The red-lipped batfish

I’m not saying I’d ever like to have an intimate relationship with a fish, but if I had to, like,  if it was a life-or-death situation, I’d probably choose to kiss a red-lipped batfish.

I’m sure you can see why this particular specimen would be my first choice. I’d smooch that, and give it an eskimo kiss on that big nose too.

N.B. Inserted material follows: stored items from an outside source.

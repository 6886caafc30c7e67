use tracing::instrument;

use tether_core::events::{Event, EventPayload};
use tether_core::ids::{EventId, OwnerId, SessionId};

use crate::database::Database;
use crate::error::StoreError;
use crate::row_helpers::{self, fmt_time};

const TABLE: &str = "events";

/// Upper bound for a single `list` call.
pub const MAX_PAGE: u32 = 1000;

pub struct EventRepo {
    db: Database,
}

impl EventRepo {
    pub fn new(db: Database) -> Self {
        Self { db }
    }

    /// Append an event to its session's log. The sequence number is assigned
    /// here (max + 1, starting at 1) inside one transaction.
    #[instrument(skip(self, event), fields(session_id = %event.session_id, event_type = event.event_type()))]
    pub fn append(&self, mut event: Event) -> Result<Event, StoreError> {
        let data = serde_json::to_string(&event.payload.data())?;
        self.db.with_tx(|tx| {
            let max_seq: i64 = tx.query_row(
                "SELECT COALESCE(MAX(sequence), 0) FROM events WHERE session_id = ?1",
                [event.session_id.as_str()],
                |row| row.get(0),
            )?;
            event.sequence = max_seq + 1;

            tx.execute(
                "INSERT INTO events (id, session_id, owner_id, sequence, type, status, data, created_at)
                 VALUES (?1, ?2, ?3, ?4, ?5, ?6, ?7, ?8)",
                rusqlite::params![
                    event.id.as_str(),
                    event.session_id.as_str(),
                    event.owner_id.as_str(),
                    event.sequence,
                    event.event_type(),
                    event.status.as_str(),
                    data,
                    fmt_time(&event.created_at),
                ],
            )?;
            Ok(())
        })?;
        Ok(event)
    }

    /// Events of a session in sequence order, optionally only those after
    /// `after_sequence`.
    #[instrument(skip(self), fields(session_id = %session_id, after_sequence, limit))]
    pub fn list(
        &self,
        session_id: &SessionId,
        after_sequence: Option<i64>,
        limit: u32,
    ) -> Result<Vec<Event>, StoreError> {
        let limit = limit.clamp(1, MAX_PAGE);
        self.db.with_conn(|conn| {
            let mut stmt = conn.prepare(
                "SELECT id, session_id, owner_id, sequence, type, status, data, created_at
                 FROM events WHERE session_id = ?1 AND sequence > ?2
                 ORDER BY sequence ASC
                 LIMIT ?3",
            )?;
            let mut rows = stmt.query(rusqlite::params![
                session_id.as_str(),
                after_sequence.unwrap_or(0),
                limit
            ])?;
            let mut results = Vec::new();
            while let Some(row) = rows.next()? {
                results.push(row_to_event(row)?);
            }
            Ok(results)
        })
    }

    /// Count events for a session.
    pub fn count(&self, session_id: &SessionId) -> Result<i64, StoreError> {
        self.db.with_conn(|conn| {
            Ok(conn.query_row(
                "SELECT COUNT(*) FROM events WHERE session_id = ?1",
                [session_id.as_str()],
                |row| row.get(0),
            )?)
        })
    }
}

fn row_to_event(row: &rusqlite::Row<'_>) -> Result<Event, StoreError> {
    let event_type: String = row_helpers::get(row, 4, TABLE, "type")?;
    let status: String = row_helpers::get(row, 5, TABLE, "status")?;
    let data: String = row_helpers::get(row, 6, TABLE, "data")?;
    let created: String = row_helpers::get(row, 7, TABLE, "created_at")?;

    let payload = EventPayload::from_parts(&event_type, row_helpers::parse_json(&data, TABLE, "data")?)
        .map_err(|e| StoreError::CorruptRow {
            table: TABLE,
            column: "data",
            detail: format!("{event_type}: {e}"),
        })?;

    Ok(Event {
        id: EventId::from_raw(row_helpers::get::<String>(row, 0, TABLE, "id")?),
        session_id: SessionId::from_raw(row_helpers::get::<String>(row, 1, TABLE, "session_id")?),
        owner_id: OwnerId::from_raw(row_helpers::get::<String>(row, 2, TABLE, "owner_id")?),
        sequence: row_helpers::get(row, 3, TABLE, "sequence")?,
        status: row_helpers::parse_enum(&status, TABLE, "status")?,
        payload,
        created_at: row_helpers::parse_time(&created, TABLE, "created_at")?,
    })
}
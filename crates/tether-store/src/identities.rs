use chrono::Utc;
use tracing::{instrument, warn};

use tether_core::ids::SessionId;
use tether_core::protocol::IdentityMaterial;

use crate::database::Database;
use crate::error::StoreError;
use crate::row_helpers::{self, fmt_time};
use crate::vault::{self, Vault};

const TABLE: &str = "identity_material";

/// Sealed per-session protocol key material.
pub struct IdentityRepo {
    db: Database,
    vault: Vault,
}

impl IdentityRepo {
    pub fn new(db: Database, vault: Vault) -> Self {
        Self { db, vault }
    }

    #[instrument(skip(self, material), fields(session_id = %session_id, len = material.len()))]
    pub fn save(&self, session_id: &SessionId, material: &IdentityMaterial) -> Result<(), StoreError> {
        let sealed = self.vault.seal(material.expose())?;
        let fingerprint = vault::fingerprint(material.expose());
        let now = fmt_time(&Utc::now());
        self.db.with_conn(|conn| {
            conn.execute(
                "INSERT INTO identity_material (session_id, sealed, fingerprint, created_at, updated_at)
                 VALUES (?1, ?2, ?3, ?4, ?4)
                 ON CONFLICT(session_id) DO UPDATE SET
                    sealed = excluded.sealed,
                    fingerprint = excluded.fingerprint,
                    updated_at = excluded.updated_at",
                rusqlite::params![session_id.as_str(), sealed, fingerprint, now],
            )?;
            Ok(())
        })
    }

    /// Open the stored material. A row that fails to decrypt or whose
    /// fingerprint does not match is reported as corrupt.
    #[instrument(skip(self), fields(session_id = %session_id))]
    pub fn load(&self, session_id: &SessionId) -> Result<Option<IdentityMaterial>, StoreError> {
        let row: Option<(String, String)> = self.db.with_conn(|conn| {
            let mut stmt =
                conn.prepare("SELECT sealed, fingerprint FROM identity_material WHERE session_id = ?1")?;
            let mut rows = stmt.query([session_id.as_str()])?;
            match rows.next()? {
                Some(row) => Ok(Some((
                    row_helpers::get(row, 0, TABLE, "sealed")?,
                    row_helpers::get(row, 1, TABLE, "fingerprint")?,
                ))),
                None => Ok(None),
            }
        })?;

        let Some((sealed, expected)) = row else {
            return Ok(None);
        };
        let plaintext = self.vault.open(&sealed).map_err(|e| {
            warn!(session_id = %session_id, error = %e, "identity material failed to open");
            e
        })?;
        if vault::fingerprint(&plaintext) != expected {
            return Err(StoreError::CorruptRow {
                table: TABLE,
                column: "fingerprint",
                detail: format!("fingerprint mismatch for session {session_id}"),
            });
        }
        Ok(Some(IdentityMaterial::new(plaintext)))
    }

    #[instrument(skip(self), fields(session_id = %session_id))]
    pub fn delete(&self, session_id: &SessionId) -> Result<(), StoreError> {
        self.db.with_conn(|conn| {
            conn.execute(
                "DELETE FROM identity_material WHERE session_id = ?1",
                [session_id.as_str()],
            )?;
            Ok(())
        })
    }
}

Oh, except I wouldn’t, because that’s not actually a nose (DUH IT’S A FISH YOU IDIOT), it’s more of a fishing rod. A lure descends from this head extension in order to lure pray, akin to the  hunting methods of better-known ugly fish, the deep sea anglerfish. The way which the fish uses this lure (which could be mistaken for a dangling bogey if you did believe that head-horn to be a nose) is unclear, but it’s thought to attract pray right into the predator’s face. You can see the red-lipped batfish use its lure in the video below.

Like many creature anomalies, this strange fishy lives in the seas around the Galapagos islands. It’s not even a very good swimmer, and instead sort of walks around the seabed, making it an ever weirder fish which is looking less and less like a fish the more we learn about it.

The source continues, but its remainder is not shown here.